Data records

== Segment start ==

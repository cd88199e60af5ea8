//! Quantified properties of the chop, checked over generated programs.

use proptest::prelude::*;

use cleaver_ir::ast::{Exp, Program, Stmt};
use cleaver_ir::proptest_generators::arb_program;

use cleaver_chop::pipeline::chop_with_defaults;

/// A part is self-contained when every name its members mention resolves
/// inside the part itself.
fn assert_closed(part: &Program) {
    for method in &part.methods {
        let Some(Stmt::Block { stmts, .. }) = &method.body else {
            continue;
        };
        for stmt in stmts {
            match stmt {
                Stmt::Call { method: callee, .. } => {
                    assert!(
                        part.find_method(callee).is_some(),
                        "part lacks callee {callee}"
                    );
                }
                Stmt::Fold { predicate, .. } | Stmt::Unfold { predicate, .. } => {
                    let p = part.find_predicate(predicate);
                    assert!(
                        p.is_some_and(|p| p.body.is_some()),
                        "part lacks the body of folded predicate {predicate}"
                    );
                }
                Stmt::Inhale(Exp::Acc { loc, .. }) => {
                    if let Exp::FieldAccess { field, .. } = loc.as_ref() {
                        assert!(part.find_field(field).is_some(), "part lacks field {field}");
                    }
                }
                _ => {}
            }
        }
    }
    for predicate in &part.predicates {
        let Some(Exp::Acc { loc, .. }) = &predicate.body else {
            continue;
        };
        if let Exp::FieldAccess { field, .. } = loc.as_ref() {
            assert!(
                part.find_field(field).is_some(),
                "part lacks field {field} of predicate {}",
                predicate.name
            );
        }
    }
}

proptest! {
    /// Every method body lands in exactly one part; every predicate body in
    /// at least one (predicate definitions may be duplicated as shared
    /// leaves of several obligations).
    #[test]
    fn coverage(program in arb_program()) {
        let result = chop_with_defaults(&program, None).unwrap();
        for method in &program.methods {
            let hits = result
                .programs
                .iter()
                .filter(|p| p.find_method(&method.name).is_some_and(|m| m.body.is_some()))
                .count();
            prop_assert_eq!(hits, 1, "method {} covered {} times", method.name, hits);
        }
        for predicate in &program.predicates {
            let hits = result
                .programs
                .iter()
                .filter(|p| p.find_predicate(&predicate.name).is_some_and(|p| p.body.is_some()))
                .count();
            prop_assert!(hits >= 1, "predicate {} never covered", predicate.name);
        }
    }

    /// Every emitted part resolves all of its own references.
    #[test]
    fn closure(program in arb_program()) {
        let result = chop_with_defaults(&program, None).unwrap();
        for part in &result.programs {
            assert_closed(part);
        }
    }

    /// A finite bound is never exceeded (forced merges can only push the
    /// count further down).
    #[test]
    fn bound_honored(program in arb_program(), bound in 1..=4usize) {
        let result = chop_with_defaults(&program, Some(bound)).unwrap();
        prop_assert!(result.programs.len() <= bound);
    }

    /// Identical inputs produce identical outputs.
    #[test]
    fn determinism(program in arb_program()) {
        let a = chop_with_defaults(&program, Some(2)).unwrap();
        let b = chop_with_defaults(&program, Some(2)).unwrap();
        prop_assert_eq!(&a.programs, &b.programs);
        prop_assert_eq!(
            a.metrics.max_number_of_parts,
            b.metrics.max_number_of_parts
        );
    }

    /// Chopping a one-part output again at bound 1 reproduces it.
    #[test]
    fn idempotence(program in arb_program()) {
        let first = chop_with_defaults(&program, Some(1)).unwrap();
        prop_assert_eq!(first.programs.len(), 1);
        let again = chop_with_defaults(&first.programs[0], Some(1)).unwrap();
        prop_assert_eq!(&again.programs[0], &first.programs[0]);
    }
}
//! Edge extraction: walks every member's subtree and emits the directed
//! dependency edges of the program graph.
//!
//! An edge `(u, v)` means: whenever `u` is included in a part, `v` must be
//! included too. The asymmetry between definition and use vertices is decided
//! here: a method's definition depends on everything its body and contract
//! touch, while its use vertex depends on the contract surface only.

use cleaver_ir::ast::{Domain, Exp, Function, LocalVar, Method, Predicate, Program, Stmt, Type};

use crate::error::ChopError;
use crate::vertex::{
    field_vertex, function_vertex, method_def, method_use, predicate_def, predicate_use, Vertex,
};

/// Emit all dependency edges of the program.
///
/// Programs containing extension members are rejected: their dependency
/// structure is opaque, and a silently incomplete graph would make the chop
/// unsound.
pub fn program_edges(program: &Program) -> Result<Vec<(Vertex, Vertex)>, ChopError> {
    if let Some(ext) = program.extensions.first() {
        return Err(ChopError::UnsupportedMember {
            name: ext.name.clone(),
        });
    }

    let mut edges = Vec::new();
    for domain in &program.domains {
        domain_edges(domain, &mut edges);
    }
    for field in &program.fields {
        edges.push((field_vertex(field), Vertex::Always));
    }
    for function in &program.functions {
        function_edges(function, &mut edges);
    }
    for predicate in &program.predicates {
        predicate_edges(predicate, &mut edges);
    }
    for method in &program.methods {
        method_edges(method, &mut edges);
    }
    Ok(edges)
}

fn method_edges(method: &Method, edges: &mut Vec<(Vertex, Vertex)>) {
    let def = method_def(method);
    let use_v = method_use(method);

    // Contract surface: what callers pull in.
    let mut spec_refs = Vec::new();
    for pre in &method.pres {
        exp_usages(pre, &mut spec_refs);
    }
    for post in &method.posts {
        exp_usages(post, &mut spec_refs);
    }
    var_usages(&method.formal_args, &mut spec_refs);
    var_usages(&method.formal_returns, &mut spec_refs);

    for r in &spec_refs {
        edges.push((def.clone(), r.clone()));
        edges.push((use_v.clone(), r.clone()));
    }

    if let Some(body) = &method.body {
        let mut body_refs = Vec::new();
        stmt_usages(body, &mut body_refs);
        for r in body_refs {
            edges.push((def.clone(), r));
        }
    }

    edges.push((def, Vertex::Always));
    edges.push((use_v, Vertex::Always));
}

fn predicate_edges(predicate: &Predicate, edges: &mut Vec<(Vertex, Vertex)>) {
    let def = predicate_def(predicate);
    let use_v = predicate_use(predicate);

    if let Some(body) = &predicate.body {
        let mut body_refs = Vec::new();
        exp_usages(body, &mut body_refs);
        for r in body_refs {
            edges.push((def.clone(), r));
        }
        // The body form subsumes the signature.
        edges.push((def.clone(), use_v.clone()));
    }

    let mut sig_refs = Vec::new();
    var_usages(&predicate.formal_args, &mut sig_refs);
    for r in sig_refs {
        edges.push((use_v.clone(), r));
    }

    edges.push((def, Vertex::Always));
    edges.push((use_v, Vertex::Always));
}

fn function_edges(function: &Function, edges: &mut Vec<(Vertex, Vertex)>) {
    let v = function_vertex(function);

    let mut refs = Vec::new();
    for pre in &function.pres {
        exp_usages(pre, &mut refs);
    }
    for post in &function.posts {
        exp_usages(post, &mut refs);
    }
    if let Some(body) = &function.body {
        exp_usages(body, &mut refs);
    }
    var_usages(&function.formal_args, &mut refs);
    type_usages(&function.typ, &mut refs);

    for r in refs {
        edges.push((v.clone(), r));
    }
    edges.push((v, Vertex::Always));
}

fn domain_edges(domain: &Domain, edges: &mut Vec<(Vertex, Vertex)>) {
    for func in &domain.functions {
        let v = Vertex::DomainFunction(func.name.clone());
        let mut refs = Vec::new();
        var_usages(&func.formal_args, &mut refs);
        type_usages(&func.typ, &mut refs);
        for r in refs {
            edges.push((v.clone(), r));
        }
    }

    for axiom in &domain.axioms {
        let v = Vertex::DomainAxiom {
            domain: domain.name.clone(),
            axiom: axiom.name.clone(),
        };
        let mut refs = Vec::new();
        exp_usages(&axiom.exp, &mut refs);
        if refs.is_empty() {
            // A reference-free axiom constrains nothing nameable, so it must
            // hold in every part: route it through the sentinel.
            edges.push((Vertex::Always, v));
        } else {
            // Any use of a referenced vertex pulls the axiom in, and the
            // axiom pulls in everything it mentions.
            for r in refs {
                edges.push((r.clone(), v.clone()));
                edges.push((v.clone(), r));
            }
        }
    }
}

// ---------------------------------------------------------------------------
// Reference collection
// ---------------------------------------------------------------------------

fn var_usages(vars: &[LocalVar], out: &mut Vec<Vertex>) {
    for v in vars {
        type_usages(&v.typ, out);
    }
}

/// Collect the domain-type instantiations a type mentions, recursing through
/// type arguments of generic types.
fn type_usages(typ: &Type, out: &mut Vec<Vertex>) {
    match typ {
        Type::Int | Type::Bool | Type::Perm | Type::Ref | Type::TypeVar(_) => {}
        Type::Seq(inner) | Type::Set(inner) => type_usages(inner, out),
        Type::Domain { name, type_args } => {
            out.push(Vertex::DomainType {
                domain: name.clone(),
                type_args: type_args.clone(),
            });
            for arg in type_args.values() {
                type_usages(arg, out);
            }
        }
    }
}

/// Collect every vertex an expression references.
fn exp_usages(exp: &Exp, out: &mut Vec<Vertex>) {
    match exp {
        Exp::IntLit(_) | Exp::BoolLit(_) | Exp::NullLit => {}
        Exp::Local(v) => type_usages(&v.typ, out),
        Exp::Unary { exp, .. } | Exp::Old(exp) => exp_usages(exp, out),
        Exp::Binary { left, right, .. } => {
            exp_usages(left, out);
            exp_usages(right, out);
        }
        Exp::Cond {
            cond,
            then_exp,
            else_exp,
        } => {
            exp_usages(cond, out);
            exp_usages(then_exp, out);
            exp_usages(else_exp, out);
        }
        Exp::FuncApp {
            function,
            args,
            typ,
        } => {
            out.push(Vertex::Function(function.clone()));
            type_usages(typ, out);
            for a in args {
                exp_usages(a, out);
            }
        }
        Exp::DomainFuncApp {
            function,
            args,
            typ,
        } => {
            out.push(Vertex::DomainFunction(function.clone()));
            type_usages(typ, out);
            for a in args {
                exp_usages(a, out);
            }
        }
        Exp::FieldAccess {
            receiver,
            field,
            typ,
        } => {
            out.push(Vertex::Field(field.clone()));
            type_usages(typ, out);
            exp_usages(receiver, out);
        }
        Exp::PredicateAccess { predicate, args } => {
            out.push(Vertex::PredicateSig(predicate.clone()));
            for a in args {
                exp_usages(a, out);
            }
        }
        Exp::Acc { loc, perm } => {
            exp_usages(loc, out);
            if let Some(p) = perm {
                exp_usages(p, out);
            }
        }
        Exp::Unfolding {
            predicate,
            args,
            body,
        } => {
            // Unfolding exposes the predicate's definition: the only place a
            // user demands the full body rather than the signature.
            out.push(Vertex::PredicateBody(predicate.clone()));
            for a in args {
                exp_usages(a, out);
            }
            exp_usages(body, out);
        }
        Exp::Forall {
            vars,
            triggers,
            body,
        } => {
            var_usages(vars, out);
            for trigger in triggers {
                for t in trigger {
                    exp_usages(t, out);
                }
            }
            exp_usages(body, out);
        }
        Exp::Exists { vars, body } => {
            var_usages(vars, out);
            exp_usages(body, out);
        }
        Exp::LetIn { var, exp, body } => {
            type_usages(&var.typ, out);
            exp_usages(exp, out);
            exp_usages(body, out);
        }
    }
}

/// Collect every vertex a statement references.
fn stmt_usages(stmt: &Stmt, out: &mut Vec<Vertex>) {
    match stmt {
        Stmt::Block { decls, stmts } => {
            var_usages(decls, out);
            for s in stmts {
                stmt_usages(s, out);
            }
        }
        Stmt::Assign { target, rhs } => {
            type_usages(&target.typ, out);
            exp_usages(rhs, out);
        }
        Stmt::FieldAssign {
            receiver,
            field,
            rhs,
        } => {
            out.push(Vertex::Field(field.clone()));
            exp_usages(receiver, out);
            exp_usages(rhs, out);
        }
        Stmt::Call {
            method,
            args,
            targets,
        } => {
            // Callers pull the contract, never the callee body.
            out.push(Vertex::MethodSpec(method.clone()));
            for a in args {
                exp_usages(a, out);
            }
            var_usages(targets, out);
        }
        Stmt::Fold { predicate, args } | Stmt::Unfold { predicate, args } => {
            out.push(Vertex::PredicateBody(predicate.clone()));
            for a in args {
                exp_usages(a, out);
            }
        }
        Stmt::Inhale(e) | Stmt::Exhale(e) | Stmt::Assert(e) | Stmt::Assume(e) => {
            exp_usages(e, out)
        }
        Stmt::If {
            cond,
            then_branch,
            else_branch,
        } => {
            exp_usages(cond, out);
            stmt_usages(then_branch, out);
            if let Some(e) = else_branch {
                stmt_usages(e, out);
            }
        }
        Stmt::While {
            cond,
            invariants,
            body,
        } => {
            exp_usages(cond, out);
            for inv in invariants {
                exp_usages(inv, out);
            }
            stmt_usages(body, out);
        }
    }
}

== Segment end ==

Assignment. Within the entries, find all lines holding "references" and copy each one.

Worked solution.
    /// Every emitted part resolves all of its own references.
/// Collect every vertex an expression references.
/// Collect every vertex a statement references.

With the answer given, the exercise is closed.